═══ Supplied material ═══

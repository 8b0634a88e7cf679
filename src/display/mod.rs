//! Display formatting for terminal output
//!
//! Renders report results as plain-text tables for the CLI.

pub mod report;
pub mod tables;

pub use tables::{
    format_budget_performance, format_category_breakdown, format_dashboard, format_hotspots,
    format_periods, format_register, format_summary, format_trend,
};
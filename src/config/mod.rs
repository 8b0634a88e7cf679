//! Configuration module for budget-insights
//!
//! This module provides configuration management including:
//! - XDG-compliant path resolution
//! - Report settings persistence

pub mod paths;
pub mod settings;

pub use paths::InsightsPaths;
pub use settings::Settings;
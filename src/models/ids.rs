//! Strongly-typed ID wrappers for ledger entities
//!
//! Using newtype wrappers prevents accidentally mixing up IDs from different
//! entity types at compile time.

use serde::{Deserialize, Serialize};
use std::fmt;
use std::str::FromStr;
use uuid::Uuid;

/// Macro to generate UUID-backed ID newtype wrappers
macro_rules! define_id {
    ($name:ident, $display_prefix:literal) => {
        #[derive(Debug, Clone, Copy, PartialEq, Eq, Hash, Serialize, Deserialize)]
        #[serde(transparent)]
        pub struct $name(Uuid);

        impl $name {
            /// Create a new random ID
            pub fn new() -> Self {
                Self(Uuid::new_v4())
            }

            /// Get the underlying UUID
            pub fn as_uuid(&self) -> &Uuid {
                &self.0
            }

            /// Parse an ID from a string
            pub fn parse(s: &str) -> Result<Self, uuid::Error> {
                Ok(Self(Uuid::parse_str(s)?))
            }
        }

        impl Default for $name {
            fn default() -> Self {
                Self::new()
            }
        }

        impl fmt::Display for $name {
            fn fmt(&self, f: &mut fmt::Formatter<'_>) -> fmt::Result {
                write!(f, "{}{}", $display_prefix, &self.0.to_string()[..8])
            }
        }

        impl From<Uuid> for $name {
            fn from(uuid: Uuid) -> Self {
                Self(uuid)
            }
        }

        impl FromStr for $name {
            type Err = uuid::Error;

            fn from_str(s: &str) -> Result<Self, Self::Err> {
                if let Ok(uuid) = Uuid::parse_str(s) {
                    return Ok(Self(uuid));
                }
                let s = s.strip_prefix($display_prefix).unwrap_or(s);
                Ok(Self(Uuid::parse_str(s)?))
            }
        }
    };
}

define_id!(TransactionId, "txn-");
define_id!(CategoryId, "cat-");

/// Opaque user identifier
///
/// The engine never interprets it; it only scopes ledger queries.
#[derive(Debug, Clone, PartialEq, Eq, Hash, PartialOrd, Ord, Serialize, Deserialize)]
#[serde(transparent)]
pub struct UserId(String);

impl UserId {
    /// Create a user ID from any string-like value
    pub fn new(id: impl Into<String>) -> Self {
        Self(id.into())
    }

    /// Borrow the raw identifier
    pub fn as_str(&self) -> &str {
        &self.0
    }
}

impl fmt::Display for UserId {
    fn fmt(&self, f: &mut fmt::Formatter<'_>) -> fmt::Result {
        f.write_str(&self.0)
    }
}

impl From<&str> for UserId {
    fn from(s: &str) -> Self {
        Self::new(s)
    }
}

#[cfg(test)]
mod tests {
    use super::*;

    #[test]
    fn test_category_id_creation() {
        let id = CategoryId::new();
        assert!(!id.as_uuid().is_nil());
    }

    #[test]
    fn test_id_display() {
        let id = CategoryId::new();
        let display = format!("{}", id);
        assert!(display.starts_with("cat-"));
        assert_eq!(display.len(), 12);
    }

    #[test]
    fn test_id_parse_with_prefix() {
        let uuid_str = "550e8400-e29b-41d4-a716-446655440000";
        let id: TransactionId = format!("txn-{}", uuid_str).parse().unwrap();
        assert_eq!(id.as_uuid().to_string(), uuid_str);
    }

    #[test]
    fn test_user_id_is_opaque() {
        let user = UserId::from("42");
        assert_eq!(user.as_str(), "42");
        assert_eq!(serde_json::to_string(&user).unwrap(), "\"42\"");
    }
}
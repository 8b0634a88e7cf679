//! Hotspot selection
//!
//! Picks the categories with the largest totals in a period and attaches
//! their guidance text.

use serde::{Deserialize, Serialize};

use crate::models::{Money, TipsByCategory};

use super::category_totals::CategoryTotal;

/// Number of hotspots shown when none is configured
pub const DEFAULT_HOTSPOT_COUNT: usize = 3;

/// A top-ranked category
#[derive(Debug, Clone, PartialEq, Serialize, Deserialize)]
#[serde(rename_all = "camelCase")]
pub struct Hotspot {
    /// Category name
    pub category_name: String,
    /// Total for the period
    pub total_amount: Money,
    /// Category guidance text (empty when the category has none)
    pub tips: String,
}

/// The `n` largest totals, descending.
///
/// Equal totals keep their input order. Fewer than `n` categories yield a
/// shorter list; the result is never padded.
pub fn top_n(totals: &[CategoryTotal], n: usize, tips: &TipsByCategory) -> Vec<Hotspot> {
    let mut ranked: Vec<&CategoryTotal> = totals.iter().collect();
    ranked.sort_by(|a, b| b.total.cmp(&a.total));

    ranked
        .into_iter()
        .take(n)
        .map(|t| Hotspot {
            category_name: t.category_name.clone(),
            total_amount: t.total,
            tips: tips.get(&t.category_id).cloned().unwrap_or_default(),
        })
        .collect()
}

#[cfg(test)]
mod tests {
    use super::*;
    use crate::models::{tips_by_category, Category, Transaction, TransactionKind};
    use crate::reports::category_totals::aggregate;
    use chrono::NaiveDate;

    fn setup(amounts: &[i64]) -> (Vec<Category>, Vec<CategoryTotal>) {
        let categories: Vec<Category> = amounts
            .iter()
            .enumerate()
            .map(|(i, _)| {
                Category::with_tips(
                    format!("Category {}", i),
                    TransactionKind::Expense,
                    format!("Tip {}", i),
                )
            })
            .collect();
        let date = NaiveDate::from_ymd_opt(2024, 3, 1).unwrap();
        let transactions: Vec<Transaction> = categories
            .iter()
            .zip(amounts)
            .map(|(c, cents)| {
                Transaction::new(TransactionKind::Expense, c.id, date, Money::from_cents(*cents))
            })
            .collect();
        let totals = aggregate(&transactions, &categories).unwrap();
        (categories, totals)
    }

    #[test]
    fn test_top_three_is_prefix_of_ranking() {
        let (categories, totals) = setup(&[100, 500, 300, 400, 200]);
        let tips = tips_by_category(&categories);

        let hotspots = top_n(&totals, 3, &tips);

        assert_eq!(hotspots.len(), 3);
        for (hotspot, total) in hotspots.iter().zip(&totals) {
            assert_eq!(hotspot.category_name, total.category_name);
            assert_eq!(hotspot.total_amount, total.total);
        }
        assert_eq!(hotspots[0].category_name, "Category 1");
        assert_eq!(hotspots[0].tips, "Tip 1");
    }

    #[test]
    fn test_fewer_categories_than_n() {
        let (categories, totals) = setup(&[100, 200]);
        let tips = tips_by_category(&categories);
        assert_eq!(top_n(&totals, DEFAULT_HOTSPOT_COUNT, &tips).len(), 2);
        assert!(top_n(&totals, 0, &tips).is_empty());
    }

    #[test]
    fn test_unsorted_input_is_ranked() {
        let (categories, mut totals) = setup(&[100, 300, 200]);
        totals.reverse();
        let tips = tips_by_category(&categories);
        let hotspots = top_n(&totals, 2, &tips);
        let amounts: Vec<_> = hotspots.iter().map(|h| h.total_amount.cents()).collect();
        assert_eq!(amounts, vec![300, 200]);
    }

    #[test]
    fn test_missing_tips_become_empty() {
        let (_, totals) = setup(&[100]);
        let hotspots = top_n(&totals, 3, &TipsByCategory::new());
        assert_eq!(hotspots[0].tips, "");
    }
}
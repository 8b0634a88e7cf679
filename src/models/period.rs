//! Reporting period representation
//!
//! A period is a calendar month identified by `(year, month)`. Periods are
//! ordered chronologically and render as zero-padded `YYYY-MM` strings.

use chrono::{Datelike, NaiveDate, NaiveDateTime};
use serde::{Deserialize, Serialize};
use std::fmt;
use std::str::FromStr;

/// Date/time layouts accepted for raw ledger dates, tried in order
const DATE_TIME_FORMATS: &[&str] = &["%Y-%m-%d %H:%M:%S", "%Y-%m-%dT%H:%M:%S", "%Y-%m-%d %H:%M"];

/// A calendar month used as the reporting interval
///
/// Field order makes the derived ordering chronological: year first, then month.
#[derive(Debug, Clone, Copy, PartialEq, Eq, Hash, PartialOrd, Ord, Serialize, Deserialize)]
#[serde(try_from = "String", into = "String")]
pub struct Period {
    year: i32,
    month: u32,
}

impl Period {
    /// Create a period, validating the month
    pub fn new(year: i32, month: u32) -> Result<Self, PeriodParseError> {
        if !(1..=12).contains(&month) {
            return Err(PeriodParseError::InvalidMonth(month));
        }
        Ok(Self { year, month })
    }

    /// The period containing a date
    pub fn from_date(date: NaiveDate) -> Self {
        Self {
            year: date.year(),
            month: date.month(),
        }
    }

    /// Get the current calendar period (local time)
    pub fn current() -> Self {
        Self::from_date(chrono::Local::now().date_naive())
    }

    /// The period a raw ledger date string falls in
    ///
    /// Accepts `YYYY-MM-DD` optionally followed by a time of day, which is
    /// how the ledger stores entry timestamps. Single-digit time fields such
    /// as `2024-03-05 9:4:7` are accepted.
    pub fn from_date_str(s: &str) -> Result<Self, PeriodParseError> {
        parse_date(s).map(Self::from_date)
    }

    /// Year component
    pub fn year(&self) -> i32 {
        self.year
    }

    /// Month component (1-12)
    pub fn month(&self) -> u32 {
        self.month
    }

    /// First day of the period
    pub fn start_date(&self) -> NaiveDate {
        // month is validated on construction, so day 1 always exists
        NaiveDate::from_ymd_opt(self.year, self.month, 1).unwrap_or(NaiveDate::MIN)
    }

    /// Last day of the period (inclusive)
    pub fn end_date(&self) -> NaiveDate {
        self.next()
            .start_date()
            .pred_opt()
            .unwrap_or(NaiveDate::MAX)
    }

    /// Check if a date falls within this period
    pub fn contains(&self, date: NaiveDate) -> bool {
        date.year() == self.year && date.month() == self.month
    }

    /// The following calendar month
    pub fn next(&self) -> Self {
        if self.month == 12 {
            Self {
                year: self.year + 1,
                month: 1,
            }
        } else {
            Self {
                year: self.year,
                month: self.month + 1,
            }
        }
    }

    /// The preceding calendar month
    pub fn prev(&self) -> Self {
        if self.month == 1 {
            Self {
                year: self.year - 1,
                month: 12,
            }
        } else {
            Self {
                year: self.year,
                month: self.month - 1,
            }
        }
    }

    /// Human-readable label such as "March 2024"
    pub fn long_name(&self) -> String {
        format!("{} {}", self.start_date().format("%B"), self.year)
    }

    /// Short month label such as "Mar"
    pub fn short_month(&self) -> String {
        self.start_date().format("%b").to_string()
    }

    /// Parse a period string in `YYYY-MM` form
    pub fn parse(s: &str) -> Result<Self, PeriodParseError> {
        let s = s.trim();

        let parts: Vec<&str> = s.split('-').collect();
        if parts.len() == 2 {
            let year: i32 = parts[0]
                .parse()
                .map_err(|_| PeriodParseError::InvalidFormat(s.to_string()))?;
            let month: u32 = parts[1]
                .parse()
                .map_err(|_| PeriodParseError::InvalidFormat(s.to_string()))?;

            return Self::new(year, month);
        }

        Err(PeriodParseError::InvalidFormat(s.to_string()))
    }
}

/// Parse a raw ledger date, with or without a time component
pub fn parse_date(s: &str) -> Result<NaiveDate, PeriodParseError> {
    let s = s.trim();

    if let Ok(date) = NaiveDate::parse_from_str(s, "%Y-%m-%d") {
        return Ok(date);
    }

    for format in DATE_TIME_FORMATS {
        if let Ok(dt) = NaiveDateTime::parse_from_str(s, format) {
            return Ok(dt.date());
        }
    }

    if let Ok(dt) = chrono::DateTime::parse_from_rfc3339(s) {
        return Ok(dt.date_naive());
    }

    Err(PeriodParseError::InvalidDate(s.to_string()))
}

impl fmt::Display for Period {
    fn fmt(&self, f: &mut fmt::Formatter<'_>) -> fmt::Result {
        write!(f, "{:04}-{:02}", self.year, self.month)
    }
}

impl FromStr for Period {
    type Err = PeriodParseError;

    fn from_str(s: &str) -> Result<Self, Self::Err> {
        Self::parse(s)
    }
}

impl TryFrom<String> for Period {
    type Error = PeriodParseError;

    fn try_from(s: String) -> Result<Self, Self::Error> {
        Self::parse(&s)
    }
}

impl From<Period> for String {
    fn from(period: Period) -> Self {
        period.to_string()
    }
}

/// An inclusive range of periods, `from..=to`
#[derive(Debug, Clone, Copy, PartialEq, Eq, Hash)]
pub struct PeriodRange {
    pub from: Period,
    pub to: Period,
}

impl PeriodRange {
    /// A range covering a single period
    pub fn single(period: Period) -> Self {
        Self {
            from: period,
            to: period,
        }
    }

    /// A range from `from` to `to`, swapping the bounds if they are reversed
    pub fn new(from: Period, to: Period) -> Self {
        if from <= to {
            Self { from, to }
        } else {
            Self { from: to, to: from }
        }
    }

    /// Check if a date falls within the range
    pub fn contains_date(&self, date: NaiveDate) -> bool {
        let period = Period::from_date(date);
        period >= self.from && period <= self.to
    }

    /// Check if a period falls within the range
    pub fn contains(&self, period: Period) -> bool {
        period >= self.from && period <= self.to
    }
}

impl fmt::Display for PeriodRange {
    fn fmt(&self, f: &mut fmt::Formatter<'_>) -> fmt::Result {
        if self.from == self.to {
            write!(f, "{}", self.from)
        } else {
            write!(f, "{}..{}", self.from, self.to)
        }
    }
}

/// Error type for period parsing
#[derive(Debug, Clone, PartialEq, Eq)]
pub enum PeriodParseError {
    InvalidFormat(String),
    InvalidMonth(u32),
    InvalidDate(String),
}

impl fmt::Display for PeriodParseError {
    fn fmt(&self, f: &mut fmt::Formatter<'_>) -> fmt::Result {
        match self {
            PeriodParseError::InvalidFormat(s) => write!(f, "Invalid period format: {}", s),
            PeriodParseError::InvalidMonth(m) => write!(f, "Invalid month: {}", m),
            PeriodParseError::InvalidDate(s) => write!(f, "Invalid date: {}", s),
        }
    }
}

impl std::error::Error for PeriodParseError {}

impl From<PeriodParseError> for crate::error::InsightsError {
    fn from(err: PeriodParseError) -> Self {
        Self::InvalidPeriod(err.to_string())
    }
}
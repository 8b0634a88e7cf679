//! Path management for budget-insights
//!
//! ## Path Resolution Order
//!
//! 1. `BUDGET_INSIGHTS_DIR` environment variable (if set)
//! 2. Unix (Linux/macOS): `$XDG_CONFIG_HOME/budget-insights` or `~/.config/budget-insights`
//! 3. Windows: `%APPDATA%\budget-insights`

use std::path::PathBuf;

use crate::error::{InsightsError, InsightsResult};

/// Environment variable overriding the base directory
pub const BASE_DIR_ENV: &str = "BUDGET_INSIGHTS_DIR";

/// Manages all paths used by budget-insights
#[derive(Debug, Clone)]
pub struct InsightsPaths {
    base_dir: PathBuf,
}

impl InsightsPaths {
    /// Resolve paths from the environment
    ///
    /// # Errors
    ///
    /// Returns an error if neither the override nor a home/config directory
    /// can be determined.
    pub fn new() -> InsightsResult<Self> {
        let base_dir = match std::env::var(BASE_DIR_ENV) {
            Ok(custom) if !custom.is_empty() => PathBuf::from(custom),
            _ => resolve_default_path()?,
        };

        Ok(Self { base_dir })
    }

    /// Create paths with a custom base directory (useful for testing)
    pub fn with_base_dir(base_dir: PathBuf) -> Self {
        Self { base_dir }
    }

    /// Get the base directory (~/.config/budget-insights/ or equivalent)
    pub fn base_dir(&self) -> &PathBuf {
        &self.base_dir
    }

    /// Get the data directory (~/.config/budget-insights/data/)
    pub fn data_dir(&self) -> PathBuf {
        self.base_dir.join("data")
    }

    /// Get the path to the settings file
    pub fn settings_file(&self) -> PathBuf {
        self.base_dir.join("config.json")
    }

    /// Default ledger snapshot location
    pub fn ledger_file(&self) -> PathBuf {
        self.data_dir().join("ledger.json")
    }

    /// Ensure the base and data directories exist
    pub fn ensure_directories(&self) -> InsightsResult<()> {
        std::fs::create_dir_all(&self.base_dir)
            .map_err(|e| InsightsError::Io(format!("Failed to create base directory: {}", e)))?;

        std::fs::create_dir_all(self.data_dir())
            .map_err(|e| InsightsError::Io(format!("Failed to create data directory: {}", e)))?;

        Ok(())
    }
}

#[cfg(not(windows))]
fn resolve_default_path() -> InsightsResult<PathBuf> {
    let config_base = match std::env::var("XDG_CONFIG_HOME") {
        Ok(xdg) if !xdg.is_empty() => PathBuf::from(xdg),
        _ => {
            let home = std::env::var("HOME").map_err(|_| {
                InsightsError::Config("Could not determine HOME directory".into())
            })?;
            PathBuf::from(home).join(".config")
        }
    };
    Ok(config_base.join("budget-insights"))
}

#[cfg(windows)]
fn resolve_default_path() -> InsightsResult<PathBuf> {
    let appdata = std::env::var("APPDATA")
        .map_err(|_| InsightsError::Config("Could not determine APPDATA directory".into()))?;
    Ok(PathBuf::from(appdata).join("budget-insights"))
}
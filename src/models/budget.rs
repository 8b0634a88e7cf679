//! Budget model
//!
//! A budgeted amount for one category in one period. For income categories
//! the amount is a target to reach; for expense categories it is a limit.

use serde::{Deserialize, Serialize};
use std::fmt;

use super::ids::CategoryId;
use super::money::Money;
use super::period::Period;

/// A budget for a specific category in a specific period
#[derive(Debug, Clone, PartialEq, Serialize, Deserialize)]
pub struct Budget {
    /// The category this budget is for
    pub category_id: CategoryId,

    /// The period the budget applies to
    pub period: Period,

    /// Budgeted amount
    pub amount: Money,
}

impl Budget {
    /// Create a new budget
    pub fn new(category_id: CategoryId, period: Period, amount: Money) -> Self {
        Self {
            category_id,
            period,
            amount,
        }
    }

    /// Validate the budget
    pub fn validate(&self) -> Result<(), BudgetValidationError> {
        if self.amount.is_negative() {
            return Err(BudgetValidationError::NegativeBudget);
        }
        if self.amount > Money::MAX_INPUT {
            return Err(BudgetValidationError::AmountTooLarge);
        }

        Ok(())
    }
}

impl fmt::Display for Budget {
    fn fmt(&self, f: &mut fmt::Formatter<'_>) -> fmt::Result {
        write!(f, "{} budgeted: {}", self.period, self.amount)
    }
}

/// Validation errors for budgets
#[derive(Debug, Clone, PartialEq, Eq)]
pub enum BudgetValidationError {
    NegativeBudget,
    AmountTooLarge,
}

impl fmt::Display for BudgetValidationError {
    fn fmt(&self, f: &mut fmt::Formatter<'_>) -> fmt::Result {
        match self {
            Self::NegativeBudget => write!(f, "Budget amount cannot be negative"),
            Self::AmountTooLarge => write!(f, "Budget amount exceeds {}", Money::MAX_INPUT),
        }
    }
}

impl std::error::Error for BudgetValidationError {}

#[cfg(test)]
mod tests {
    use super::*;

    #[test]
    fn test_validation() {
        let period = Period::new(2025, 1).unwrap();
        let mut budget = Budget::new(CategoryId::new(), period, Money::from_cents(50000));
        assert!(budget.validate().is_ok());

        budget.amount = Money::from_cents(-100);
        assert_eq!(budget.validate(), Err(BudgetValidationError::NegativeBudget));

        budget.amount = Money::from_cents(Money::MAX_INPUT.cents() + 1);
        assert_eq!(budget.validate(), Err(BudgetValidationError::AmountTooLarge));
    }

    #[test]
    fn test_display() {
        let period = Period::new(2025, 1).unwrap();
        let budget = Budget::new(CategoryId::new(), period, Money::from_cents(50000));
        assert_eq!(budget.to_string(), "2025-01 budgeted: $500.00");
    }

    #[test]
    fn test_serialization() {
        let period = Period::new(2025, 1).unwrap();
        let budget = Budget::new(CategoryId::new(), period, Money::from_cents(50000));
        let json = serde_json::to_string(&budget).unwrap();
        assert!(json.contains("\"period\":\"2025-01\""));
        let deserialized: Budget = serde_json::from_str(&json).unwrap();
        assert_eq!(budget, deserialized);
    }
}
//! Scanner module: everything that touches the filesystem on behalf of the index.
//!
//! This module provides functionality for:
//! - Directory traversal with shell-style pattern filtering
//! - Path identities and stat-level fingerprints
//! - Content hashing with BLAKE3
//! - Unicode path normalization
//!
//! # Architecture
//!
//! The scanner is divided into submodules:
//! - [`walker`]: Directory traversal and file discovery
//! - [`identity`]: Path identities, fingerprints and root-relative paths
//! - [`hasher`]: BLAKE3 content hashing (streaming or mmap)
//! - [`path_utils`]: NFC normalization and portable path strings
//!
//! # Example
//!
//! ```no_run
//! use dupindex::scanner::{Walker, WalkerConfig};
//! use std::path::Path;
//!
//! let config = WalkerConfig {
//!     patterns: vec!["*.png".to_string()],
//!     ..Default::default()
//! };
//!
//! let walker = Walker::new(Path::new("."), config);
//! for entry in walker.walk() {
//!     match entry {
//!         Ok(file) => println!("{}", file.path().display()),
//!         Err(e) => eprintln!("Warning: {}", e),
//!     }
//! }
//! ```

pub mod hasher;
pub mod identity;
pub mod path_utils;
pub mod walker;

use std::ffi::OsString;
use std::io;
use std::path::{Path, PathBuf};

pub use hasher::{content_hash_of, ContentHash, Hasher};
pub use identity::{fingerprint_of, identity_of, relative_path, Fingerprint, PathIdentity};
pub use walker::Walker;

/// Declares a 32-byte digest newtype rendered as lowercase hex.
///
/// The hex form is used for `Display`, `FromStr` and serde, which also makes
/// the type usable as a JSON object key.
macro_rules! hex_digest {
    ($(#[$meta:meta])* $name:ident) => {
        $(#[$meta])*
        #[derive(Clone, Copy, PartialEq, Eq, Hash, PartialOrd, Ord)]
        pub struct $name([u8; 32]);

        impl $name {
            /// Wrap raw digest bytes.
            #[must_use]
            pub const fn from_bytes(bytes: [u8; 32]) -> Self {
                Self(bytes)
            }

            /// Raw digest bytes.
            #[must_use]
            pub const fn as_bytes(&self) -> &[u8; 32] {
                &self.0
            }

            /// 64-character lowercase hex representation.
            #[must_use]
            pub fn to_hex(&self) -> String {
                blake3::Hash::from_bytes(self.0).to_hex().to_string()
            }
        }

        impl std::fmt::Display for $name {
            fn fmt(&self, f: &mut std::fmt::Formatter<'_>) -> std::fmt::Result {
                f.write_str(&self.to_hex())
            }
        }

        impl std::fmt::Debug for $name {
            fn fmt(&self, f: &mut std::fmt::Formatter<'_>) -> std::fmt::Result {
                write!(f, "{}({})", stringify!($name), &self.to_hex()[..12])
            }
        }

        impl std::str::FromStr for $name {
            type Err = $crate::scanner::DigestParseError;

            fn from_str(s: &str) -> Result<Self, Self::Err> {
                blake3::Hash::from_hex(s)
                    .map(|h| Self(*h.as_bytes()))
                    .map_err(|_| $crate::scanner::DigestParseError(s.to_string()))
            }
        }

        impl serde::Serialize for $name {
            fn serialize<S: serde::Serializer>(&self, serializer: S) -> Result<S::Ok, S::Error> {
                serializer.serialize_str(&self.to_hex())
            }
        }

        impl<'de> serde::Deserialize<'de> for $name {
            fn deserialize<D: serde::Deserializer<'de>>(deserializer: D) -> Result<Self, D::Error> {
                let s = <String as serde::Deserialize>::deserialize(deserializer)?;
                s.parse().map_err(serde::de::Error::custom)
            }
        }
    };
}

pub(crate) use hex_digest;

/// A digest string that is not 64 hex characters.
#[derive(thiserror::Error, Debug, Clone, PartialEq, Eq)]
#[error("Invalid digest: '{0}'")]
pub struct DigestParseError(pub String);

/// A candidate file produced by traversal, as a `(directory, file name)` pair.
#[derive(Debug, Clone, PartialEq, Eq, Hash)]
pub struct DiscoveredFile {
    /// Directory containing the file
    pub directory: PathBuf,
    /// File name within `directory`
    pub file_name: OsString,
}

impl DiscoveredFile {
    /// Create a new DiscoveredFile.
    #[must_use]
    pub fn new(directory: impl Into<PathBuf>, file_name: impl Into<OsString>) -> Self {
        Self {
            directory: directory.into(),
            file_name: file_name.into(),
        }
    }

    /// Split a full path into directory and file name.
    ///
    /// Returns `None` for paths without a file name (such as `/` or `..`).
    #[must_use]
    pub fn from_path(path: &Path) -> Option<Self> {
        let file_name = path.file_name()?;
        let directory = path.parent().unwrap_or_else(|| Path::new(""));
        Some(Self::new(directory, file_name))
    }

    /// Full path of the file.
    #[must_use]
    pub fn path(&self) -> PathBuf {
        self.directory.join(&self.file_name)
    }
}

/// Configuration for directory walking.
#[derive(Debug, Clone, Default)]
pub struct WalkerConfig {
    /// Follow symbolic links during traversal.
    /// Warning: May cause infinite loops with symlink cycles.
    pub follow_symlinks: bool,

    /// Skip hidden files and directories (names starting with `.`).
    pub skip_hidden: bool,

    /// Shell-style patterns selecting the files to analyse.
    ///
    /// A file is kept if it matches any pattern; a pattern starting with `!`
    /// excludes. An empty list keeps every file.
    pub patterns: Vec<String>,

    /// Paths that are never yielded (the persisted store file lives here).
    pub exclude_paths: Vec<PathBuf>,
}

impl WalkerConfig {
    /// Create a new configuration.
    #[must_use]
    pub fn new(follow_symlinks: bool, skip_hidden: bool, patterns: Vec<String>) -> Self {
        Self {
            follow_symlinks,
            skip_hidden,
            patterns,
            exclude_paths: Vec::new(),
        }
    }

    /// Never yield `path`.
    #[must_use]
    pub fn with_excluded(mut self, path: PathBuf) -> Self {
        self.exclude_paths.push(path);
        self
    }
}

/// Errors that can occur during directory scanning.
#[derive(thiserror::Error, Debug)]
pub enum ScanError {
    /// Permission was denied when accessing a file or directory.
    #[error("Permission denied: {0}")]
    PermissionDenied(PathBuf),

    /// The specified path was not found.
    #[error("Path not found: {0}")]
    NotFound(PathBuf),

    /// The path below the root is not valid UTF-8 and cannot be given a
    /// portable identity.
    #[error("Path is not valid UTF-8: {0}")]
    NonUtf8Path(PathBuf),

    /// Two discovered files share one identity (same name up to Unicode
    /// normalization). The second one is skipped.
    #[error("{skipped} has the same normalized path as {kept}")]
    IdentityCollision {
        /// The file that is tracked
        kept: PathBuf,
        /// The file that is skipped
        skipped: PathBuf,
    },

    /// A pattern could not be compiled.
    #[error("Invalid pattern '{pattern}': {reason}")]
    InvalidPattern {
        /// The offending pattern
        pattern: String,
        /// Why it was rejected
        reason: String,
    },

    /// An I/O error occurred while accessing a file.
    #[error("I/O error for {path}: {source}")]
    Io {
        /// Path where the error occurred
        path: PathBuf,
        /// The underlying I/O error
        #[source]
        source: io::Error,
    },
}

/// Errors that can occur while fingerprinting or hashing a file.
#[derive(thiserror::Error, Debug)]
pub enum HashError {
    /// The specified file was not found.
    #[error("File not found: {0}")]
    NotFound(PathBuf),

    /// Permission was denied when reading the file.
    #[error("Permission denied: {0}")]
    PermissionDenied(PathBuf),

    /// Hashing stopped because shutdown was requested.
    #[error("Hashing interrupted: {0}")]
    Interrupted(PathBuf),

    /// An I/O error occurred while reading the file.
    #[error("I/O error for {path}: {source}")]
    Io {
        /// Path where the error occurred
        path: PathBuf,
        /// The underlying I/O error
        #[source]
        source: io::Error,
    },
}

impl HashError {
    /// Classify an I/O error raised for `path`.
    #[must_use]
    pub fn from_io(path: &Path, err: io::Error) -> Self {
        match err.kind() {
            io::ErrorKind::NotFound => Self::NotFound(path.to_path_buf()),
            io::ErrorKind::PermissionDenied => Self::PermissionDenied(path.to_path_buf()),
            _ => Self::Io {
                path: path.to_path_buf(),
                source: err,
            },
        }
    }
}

═══

**Task to carry out:** Looking at the data above, return every line from the one with "of the file." down to the one with "links during traversal.", exactly and inclusively.

**Exercise answer:**
    /// Full path of the file.
    #[must_use]
    pub fn path(&self) -> PathBuf {
        self.directory.join(&self.file_name)
    }
}

/// Configuration for directory walking.
#[derive(Debug, Clone, Default)]
pub struct WalkerConfig {
    /// Follow symbolic links during traversal.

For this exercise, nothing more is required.